The process of data preparation is further complicated by the fact that any data to which a model is applied, whether for testing or for scoring, must undergo the same transformations as the data used to train the model.
Oracle Data Mining offers several features that significantly simplify the process of data preparation.
Embedded data preparation — The transformations used in training the model are embedded in the model and automatically executed whenever the model is applied to new data. If you specify transformation for the model, you only have to specify them once.
Automatic Data Preparation (ADP) — Oracle Data Mining supports an automated data preparation mode. When ADP is active, Oracle Data Mining automatically performs the data transformations required by the algorithm. The transformation instructions are embedded in the model along with any user-specified transformation instructions.
Tools for custom data preparation — Oracle Data Mining provides a PL/SQL package of transformation routines that you can use to build your own transformation instructions. You can use these transformation instructions along with ADP or instead of ADP.
Automatic management of missing values and sparse data — Oracle Data Mining uses consistent methodology across mining algorithms to handle sparsity and missing values.

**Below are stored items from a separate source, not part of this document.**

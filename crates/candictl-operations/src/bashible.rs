//! Remote bootstrap of the first master with the bashible bundle

use std::fs;
use std::path::{Path, PathBuf};
use std::time::Duration;

use tracing::{debug, info, warn};

use candictl_common::{Error, Result};
use candictl_config::MetaConfig;
use candictl_ssh::SshClient;

/// Default location of the bundle templates
pub const DEFAULT_BASHIBLE_DIR: &str = "/deckhouse/candi/bashible";

const BASHIBLE_SCRIPT: &str = "bashible.sh";
const BUNDLE_DIR: &str = "bashible";
const REMOTE_BASHIBLE: &str = "/var/lib/bashible/bashible.sh";
const CHECK_TIMEOUT: Duration = Duration::from_secs(20);

const UP_TO_DATE_MARKERS: [&str; 2] = [
    "Can't acquire lockfile /var/lock/bashible.",
    "Configuration is in sync, nothing to do.",
];

/// Whether the first line printed by a local bashible run says the node is
/// already configured
pub fn bashible_up_to_date(first_line: &str) -> bool {
    let line = first_line.trim();
    UP_TO_DATE_MARKERS.iter().any(|m| line == *m)
}

/// Copy the templates into `<work_dir>/var/lib/bashible` and write the
/// bundle values next to them. Returns the parent of the bundle directory.
pub fn prepare_bundle(meta: &MetaConfig, templates: &Path, work_dir: &Path, node_ip: Option<&str>) -> Result<PathBuf> {
    let parent = work_dir.join("var").join("lib");
    let bundle = parent.join(BUNDLE_DIR);
    if bundle.exists() {
        fs::remove_dir_all(&bundle)?;
    }
    copy_dir(templates, &bundle)?;

    let values = meta.config_for_bashible_bundle(&meta.deckhouse_config.bundle, node_ip);
    let rendered =
        serde_yaml::to_string(&values).map_err(|e| Error::serialization_for("variables.yaml", e.to_string()))?;
    fs::write(bundle.join("variables.yaml"), rendered)?;

    if !bundle.join(BASHIBLE_SCRIPT).exists() {
        return Err(Error::config_invalid(format!(
            "{} has no {}",
            templates.display(),
            BASHIBLE_SCRIPT
        )));
    }
    debug!(dir = %bundle.display(), "Bashible bundle prepared");
    Ok(parent)
}

fn copy_dir(from: &Path, to: &Path) -> Result<()> {
    fs::create_dir_all(to)?;
    for entry in fs::read_dir(from)? {
        let entry = entry?;
        let target = to.join(entry.file_name());
        if entry.file_type()?.is_dir() {
            copy_dir(&entry.path(), &target)?;
        } else {
            fs::copy(entry.path(), &target)?;
        }
    }
    Ok(())
}

/// Whether bashible already ran on the host behind `ssh`
pub async fn check_bashible(ssh: &SshClient) -> bool {
    let out = ssh
        .command(REMOTE_BASHIBLE, &["--local"])
        .sudo()
        .capture_stdout()
        .with_timeout(CHECK_TIMEOUT)
        .run(&ssh.cancellation_token())
        .await;
    match out {
        Ok(out) => String::from_utf8_lossy(&out.stdout)
            .lines()
            .next()
            .is_some_and(bashible_up_to_date),
        Err(e) => {
            debug!(error = %e, "Bashible is not installed yet");
            false
        }
    }
}

/// Upload and run the bundle unless the node is already configured
pub async fn execute_bashible_bundle(
    ssh: &SshClient,
    meta: &MetaConfig,
    templates: &Path,
    work_dir: &Path,
    node_ip: Option<&str>,
) -> Result<()> {
    if check_bashible(ssh).await {
        warn!("[Bashible] Node is already configured, skipping the bundle");
        return Ok(());
    }

    let parent = prepare_bundle(meta, templates, work_dir, node_ip)?;
    info!("[Bashible] Running the bundle on {}", ssh.settings().host);
    ssh.upload_script(BASHIBLE_SCRIPT, &["--local"])
        .sudo()
        .execute_bundle(&parent, BUNDLE_DIR)
        .await?;
    info!("[Bashible] Done");
    Ok(())
}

Transparency — Oracle Data Mining provides model details, which are a view of the categorical and numerical attributes internal to the model. This insight into the inner details of the model is possible because of reverse transformations, which map the transformed attribute values to a form that can be interpreted by a user. Where possible, attribute values are reversed to the original column values. Reverse transformations are also applied to the target of a supervised model, thus the results of scoring are in the same units as the units of the original target.
The first step in preparing data for mining is the creation of a case table. If all the data resides in a single table and all the information for each case (record) is included in a single row (single-record case), this process is already taken care of.
If the data resides in several tables, creating the data source involves the creation of a view. For the sake of simplicity, the term "case table" refers to either a table or a view.
When the data source includes transactional data (multi-record case), it must be aggregated to the case level, using nested columns when desired. In transactional data, the information for each case is contained in multiple rows. An example is sales data in a star schema when mining at the product level. Sales is stored in many rows for a single product (the case) since the product is sold in many stores to many customers over a period of time.
Once you have created a case table that contains all the pertinent data, you should cleanse the data of any inconsistent formats within columns. Pay special attention to such items as phone numbers, zip codes, and dates, as described in the following section.
See Also:
Oracle Data Mining Application Developer's Guide for detailsOracle Data Mining supports a limited number of column data types. Numeric data is interpreted as numerical attributes and character data is interpreted as categorical attributes.
You must convert the data type of a column if its type is not supported by Oracle Data Mining or if its type will cause Oracle Data Mining to interpret it incorrectly. For example, zip codes identify different postal zones; they do not imply order. If the zip codes are stored in a numeric column, it will be interpreted as a numerical attribute. You must convert the data type so that the column data can be used as a categorical attribute by the model. You can do this using the TO_CHAR
function to convert the digits 1-9 and the LPAD
function to retain the leading 0, if there is one.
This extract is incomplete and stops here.